O Storytelling Interativo da Amanita Design


Se é verdade que os designers de narrativa e os game writers ainda não descobriram como contar uma boa história sem migrar para a linguagem cinematográfica e sem descaracterizar a linguagem narrativa dos games, a equipe Amanita Design atinge algo próximo à Terra Prometida do Storytelling profetizada por Wendy Despain.

A galera do Leste Europeu desenvolveu Advergames para empresas, redes e artistas e cada game feito por encomenda apresenta um storytelling onde o consumidor imerge num enredo para conhecer o novo produto, o espectador acessa um conteúdo educativo ou o fã conhece o novo trabalho se seu artista preferido.

Em 2003, a equipe lançou Rocketman, um pequeno storytelling para a Nike Lab. Nele, o jogador Vince Carter, da NBA, na época iniciante, atua como protagonista do game, onde dois cientistas discutem como melhorar um determinado tênis. Ao clicar nos pontos certos, a pequena história vai transcorrendo diante do possível consumidor. 

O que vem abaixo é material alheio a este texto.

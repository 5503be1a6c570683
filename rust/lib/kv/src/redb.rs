use std::path::{Path, PathBuf};

use redb::{Database, DatabaseError, ReadableTable, TableDefinition};
use tracing::{debug, info, warn};

use crate::error::{storage, KVError};
use crate::traits::{ReadTx, WriteTx};

fn table_def(name: &str) -> TableDefinition<'_, &'static str, &'static [u8]> {
    TableDefinition::new(name)
}

/// RedbStore is a bucketed key-value store backed by redb — a pure-Rust
/// embedded database with a single file, ACID transactions, any number of
/// concurrent readers and a single writer.
///
/// Each bucket is a redb table of `&str -> &[u8]`. The set of buckets is
/// fixed when the store is opened; touching any other bucket fails with
/// `KVError::BucketNotFound`.
pub struct RedbStore {
    pub(crate) db: Database,
    pub(crate) buckets: Vec<String>,
    path: PathBuf,
}

impl RedbStore {
    /// Open or create a redb database at the given path and make sure every
    /// bucket exists.
    ///
    /// Fails immediately if another process already holds the file.
    pub fn open(path: &Path, buckets: &[&str]) -> Result<Self, KVError> {
        let db = Database::create(path).map_err(|e| match e {
            DatabaseError::DatabaseAlreadyOpen => KVError::AlreadyOpen(path.display().to_string()),
            other => storage(other),
        })?;

        // Create missing tables up front so read transactions never see a
        // bucket that does not exist yet.
        let write_txn = db.begin_write().map_err(storage)?;
        for name in buckets {
            write_txn.open_table(table_def(name)).map_err(storage)?;
        }
        write_txn.commit().map_err(storage)?;

        info!("opened kv store {:?} with buckets {:?}", path, buckets);
        Ok(Self {
            db,
            buckets: buckets.iter().map(|b| b.to_string()).collect(),
            path: path.to_path_buf(),
        })
    }

    /// Path of the underlying database file.
    pub fn path(&self) -> &Path {
        &self.path
    }

    /// Bucket names this store was opened with.
    pub fn buckets(&self) -> &[String] {
        &self.buckets
    }

    /// Run `f` inside a read-only transaction.
    ///
    /// Readers never block each other and never block the writer.
    pub fn view<T, E, F>(&self, f: F) -> Result<T, E>
    where
        F: FnOnce(&RedbReadTx<'_>) -> Result<T, E>,
        E: From<KVError>,
    {
        let txn = self.db.begin_read().map_err(storage)?;
        let tx = RedbReadTx {
            txn,
            buckets: &self.buckets,
        };
        f(&tx)
    }

    /// Run `f` inside a read-write transaction.
    ///
    /// Commits when `f` returns `Ok`, aborts when it returns `Err`, so a
    /// failed body never leaves partial writes behind. Only one write
    /// transaction is active at a time; others wait in `begin_write`.
    pub fn update<T, E, F>(&self, f: F) -> Result<T, E>
    where
        F: FnOnce(&mut RedbWriteTx<'_>) -> Result<T, E>,
        E: From<KVError>,
    {
        let txn = self.db.begin_write().map_err(storage)?;
        let mut tx = RedbWriteTx {
            txn,
            buckets: &self.buckets,
        };

        match f(&mut tx) {
            Ok(value) => {
                tx.txn.commit().map_err(storage)?;
                Ok(value)
            }
            Err(e) => {
                if let Err(abort_err) = tx.txn.abort() {
                    warn!("failed to abort write transaction: {}", abort_err);
                }
                debug!("write transaction rolled back");
                Err(e)
            }
        }
    }

    /// Close the database, releasing the file lock.
    pub fn close(self) {
        let path = self.path.clone();
        drop(self.db);
        info!("closed kv store {:?}", path);
    }
}

fn check_bucket(buckets: &[String], bucket: &str) -> Result<(), KVError> {
    if buckets.iter().any(|b| b == bucket) {
        Ok(())
    } else {
        Err(KVError::BucketNotFound(bucket.to_string()))
    }
}

fn read_value<T>(table: &T, key: &str) -> Result<Option<Vec<u8>>, KVError>
where
    T: ReadableTable<&'static str, &'static [u8]>,
{
    let value = table.get(key).map_err(storage)?;
    Ok(value.map(|guard| guard.value().to_vec()))
}

fn scan_prefix<T>(table: &T, prefix: &str) -> Result<Vec<(String, Vec<u8>)>, KVError>
where
    T: ReadableTable<&'static str, &'static [u8]>,
{
    let mut results = Vec::new();
    for entry in table.range(prefix..).map_err(storage)? {
        let (key, value) = entry.map_err(storage)?;
        let key = key.value();
        if !key.starts_with(prefix) {
            break;
        }
        results.push((key.to_string(), value.value().to_vec()));
    }
    Ok(results)
}

/// A read-only transaction over a [`RedbStore`].
pub struct RedbReadTx<'s> {
    txn: redb::ReadTransaction,
    buckets: &'s [String],
}

impl ReadTx for RedbReadTx<'_> {
    fn get(&self, bucket: &str, key: &str) -> Result<Option<Vec<u8>>, KVError> {
        check_bucket(self.buckets, bucket)?;
        let table = self.txn.open_table(table_def(bucket)).map_err(storage)?;
        read_value(&table, key)
    }

    fn scan(&self, bucket: &str, prefix: &str) -> Result<Vec<(String, Vec<u8>)>, KVError> {
        check_bucket(self.buckets, bucket)?;
        let table = self.txn.open_table(table_def(bucket)).map_err(storage)?;
        scan_prefix(&table, prefix)
    }
}

/// A read-write transaction over a [`RedbStore`].
pub struct RedbWriteTx<'s> {
    txn: redb::WriteTransaction,
    buckets: &'s [String],
}

impl ReadTx for RedbWriteTx<'_> {
    fn get(&self, bucket: &str, key: &str) -> Result<Option<Vec<u8>>, KVError> {
        check_bucket(self.buckets, bucket)?;
        let table = self.txn.open_table(table_def(bucket)).map_err(storage)?;
        read_value(&table, key)
    }

    fn scan(&self, bucket: &str, prefix: &str) -> Result<Vec<(String, Vec<u8>)>, KVError> {
        check_bucket(self.buckets, bucket)?;
        let table = self.txn.open_table(table_def(bucket)).map_err(storage)?;
        scan_prefix(&table, prefix)
    }
}

impl WriteTx for RedbWriteTx<'_> {
    fn put(&mut self, bucket: &str, key: &str, value: &[u8]) -> Result<(), KVError> {
        check_bucket(self.buckets, bucket)?;
        let mut table = self.txn.open_table(table_def(bucket)).map_err(storage)?;
        table.insert(key, value).map_err(storage)?;
        Ok(())
    }

    fn delete(&mut self, bucket: &str, key: &str) -> Result<bool, KVError> {
        check_bucket(self.buckets, bucket)?;
        let mut table = self.txn.open_table(table_def(bucket)).map_err(storage)?;
        let removed = table.remove(key).map_err(storage)?.is_some();
        Ok(removed)
    }
}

A eficácia do produto é atestada pela presença, ainda que virtual, do astro que serve de cobaia para o experimento. O fato de ter cientistas tem a ver com o termo Lab e a cena do espaço passa a ideia de que a Nike é futurista, de vanguarda. Ou seja, tanto os personagens quanto o cenário e o desenrolar da história passam o conceito da marca.



Em 2004 foi lançado o game The Quest for the Rest, cuja trilha sonora era composta por músicas da banda Polyphonic Spree. Ao fim do game, os créditos da banda e os nomes das músicas, fase por fase, como a lista de faixas sonoras presente no álbum de origem, Together We´re Heavy.


No ano seguinte, a equipe repetiu o feito ao produzir o clipe da música Plantage, da banda dinamarquesa Under Byen. Ambos os games possuem um clima bucólico e parnasiano, como convém à estética de ambas as bandas. Uma boa maneira de divulgar um novo álbum ou de lançar um clipe de qualidade com baixo orçamento, já que não requer a contratação de atores ou todo o aparato necessário para a transformação de uma locação e confecção de um cenário, sempre aderindo a trabalhos cujo estilo musical se coadune com sua estética. 



Em 2008, foi a vez de Questionaut, um jogo por encomenda para a rede BBC. Trata-se de um questionário com perguntas sobre interpretação de texto, matemática, biologia, geometria, física... Após resolver um rápido puzzle com que se depara em cada fase-mundo, o protagonista recebe uma série de perguntas sobre uma determinada matéria. 


Não há tempo limite para responder as questões, mas a cada resposta errada o personagem e o jogador perdem um ponto, podendo voltar ao zero, o que faz com que o game passe a enviar perguntas mais fáceis. Ao acertar cinco questões, passa-se à próxima fase. O game consegue ser educativo sem ser didaticamente tedioso, passando a ideia de entretenimento aliado à informação.

Ou seja, são todos advergames, onde cada um é uma propaganda que se joga. A equipe consegue empregar, com sua estética nada convencional, a imersão necessária para fazer o marketing do serviço ou produto sem descaracterizar os mesmos. 

Mais do que assistir ao storytelling, o interlocutor atua no anúncio, enquanto o desenrolar da trama trata de agregar valor à marca. Imagine uma apresentação ou um curso gameficado? As possibilidades são infinitas e estão a um clique de serem descobertas.